For months, the papers had been filled with reports on the trial of Adolf Eichmann, and although Betty still had at best only a vague understanding of the legal intricacies and issues involved, she had learned in her years at
Time
how to nod intelligently and listen intently, and she had learned how to ask questions that seemed to demand intelligent answers. Tonight, as she heard Greg go on about the likelihood of a verdict this week, she tightened her lips into a concerned pout. In truth, she could not have felt less about the prospect of a verdict this week. But she was enjoying the idea of being someone who could lean forward into the light of a candle and look as if she cared.

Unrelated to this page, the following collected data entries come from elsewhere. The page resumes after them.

use sea_orm_migration::prelude::*;

#[derive(DeriveMigrationName)]
pub struct Migration;

#[async_trait::async_trait]
impl MigrationTrait for Migration {
    async fn up(&self, manager: &SchemaManager) -> Result<(), DbErr> {
        // =====================================================
        // Create courses table
        // =====================================================
        manager
            .create_table(
                Table::create()
                    .table(Courses::Table)
                    .if_not_exists()
                    .col(
                        ColumnDef::new(Courses::Id)
                            .uuid()
                            .not_null()
                            .primary_key()
                            .default(Expr::cust("gen_random_uuid()")),
                    )
                    .col(ColumnDef::new(Courses::Title).string_len(200).not_null())
                    .col(ColumnDef::new(Courses::Description).text().not_null())
                    .col(
                        ColumnDef::new(Courses::InstructorName)
                            .string_len(100)
                            .not_null(),
                    )
                    .col(ColumnDef::new(Courses::InstructorId).uuid())
                    .col(ColumnDef::new(Courses::CourseType).string_len(10).not_null())
                    .col(ColumnDef::new(Courses::Price).double())
                    .col(ColumnDef::new(Courses::ThumbnailUrl).text())
                    .col(ColumnDef::new(Courses::Category).string_len(100))
                    .col(
                        ColumnDef::new(Courses::Tags)
                            .json_binary()
                            .not_null()
                            .default(Expr::cust("'[]'::jsonb")),
                    )
                    .col(
                        ColumnDef::new(Courses::Lessons)
                            .json_binary()
                            .not_null()
                            .default(Expr::cust("'[]'::jsonb")),
                    )
                    .col(ColumnDef::new(Courses::TotalDuration).integer())
                    .col(
                        ColumnDef::new(Courses::StudentCount)
                            .integer()
                            .not_null()
                            .default(0),
                    )
                    .col(
                        ColumnDef::new(Courses::IsActive)
                            .boolean()
                            .not_null()
                            .default(true),
                    )
                    .col(
                        ColumnDef::new(Courses::CreatedAt)
                            .timestamp_with_time_zone()
                            .not_null()
                            .default(Expr::current_timestamp()),
                    )
                    .col(
                        ColumnDef::new(Courses::UpdatedAt)
                            .timestamp_with_time_zone()
                            .not_null()
                            .default(Expr::current_timestamp()),
                    )
                    .foreign_key(
                        ForeignKey::create()
                            .name("fk_courses_instructor_id")
                            .from(Courses::Table, Courses::InstructorId)
                            .to(Users::Table, Users::Id)
                            .on_delete(ForeignKeyAction::SetNull)
                            .on_update(ForeignKeyAction::Cascade),
                    )
                    .to_owned(),
            )
            .await?;

        // =====================================================
        // Indexes
        // =====================================================

        // Public catalogue only ever lists active courses
        manager
            .get_connection()
            .execute_unprepared(
                r#"
                CREATE INDEX IF NOT EXISTS idx_courses_active
                ON courses (created_at DESC)
                WHERE is_active = true;
                "#,
            )
            .await?;

        manager
            .get_connection()
            .execute_unprepared(
                r#"
                CREATE INDEX IF NOT EXISTS idx_courses_tags
                ON courses USING GIN (tags);
                "#,
            )
            .await?;

        // =====================================================
        // updated_at trigger
        // =====================================================
        manager
            .get_connection()
            .execute_unprepared(
                r#"
                CREATE TRIGGER update_courses_updated_at
                BEFORE UPDATE ON courses
                FOR EACH ROW
                EXECUTE FUNCTION update_updated_at_column();
                "#,
            )
            .await?;

        Ok(())
    }

    async fn down(&self, manager: &SchemaManager) -> Result<(), DbErr> {
        manager
            .get_connection()
            .execute_unprepared(
                r#"
                DROP TRIGGER IF EXISTS update_courses_updated_at ON courses;
                DROP INDEX IF EXISTS idx_courses_active;
                DROP INDEX IF EXISTS idx_courses_tags;
                "#,
            )
            .await?;

        manager
            .drop_table(Table::drop().table(Courses::Table).to_owned())
            .await
    }
}

#[derive(DeriveIden)]
enum Courses {
    Table,
    Id,
    Title,
    Description,
    InstructorName,
    InstructorId,
    CourseType,
    Price,
    ThumbnailUrl,
    Category,
    Tags,
    Lessons,
    TotalDuration,
    StudentCount,
    IsActive,
    CreatedAt,
    UpdatedAt,
}

#[derive(DeriveIden)]
enum Users {
    Table,
    Id,
}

“Will it come to that?” she asked Greg. She opened her eyes wide, knowing her eyes could pull him in. She took a sip of her white wine. Just her first glass of the evening. Just a glass of white wine. Elegant and ladylike and smooth. She played with a book of matches that had the cheerful face of the sun on it, giving her a benediction. She already knew she would put this matchbook next to the one on her dresser.

“WILL IT COME TO THAT?” Betty asked Greg again an hour later. They were on their desserts, and it was Betty’s fourth glass of wine. She had forgotten that this was the question she’d asked him about Eichmann. Now she was asking it about the cover story, which Greg was saying probably wouldn’t be finished until Thursday or Friday, and he might have to edit it, and Betty might have to help check it, depending on the schedule of the medical editor and his team.

“Will it come to that?”

“You’re repeating yourself, honey,” Greg said.

“What’d I say?”

“You said, ‘Will it come to that?’” Greg said.

“I did?”

“Several times,” Greg said. “But that’s all right.” He patted her hand with his own. “I have a question for you, too.”

“What is that?”

He leaned in close, so close that she could see the yellow stains on the edges of his canine teeth. “Tell me,” he whispered with unmistakable innuendo. “What would you like it to come to?”

THEIR FIRST KISS was in the elevator—silver and cold—on the way back up to the magazine. Their second was half an hour later, after Greg had taken her to the Waldorf, which was twelve short blocks and a large decision away from her apartment.

Not counting her years at the Barbizon, the only other time that Betty had been in a hotel room had been on her way home from Australia. Then she had been on a mission to reclaim her son. Now she had no mission, or in any case chose to pretend she had none. She pretended instead to be Greg’s mission, because that was the best way to arrange things in her mind.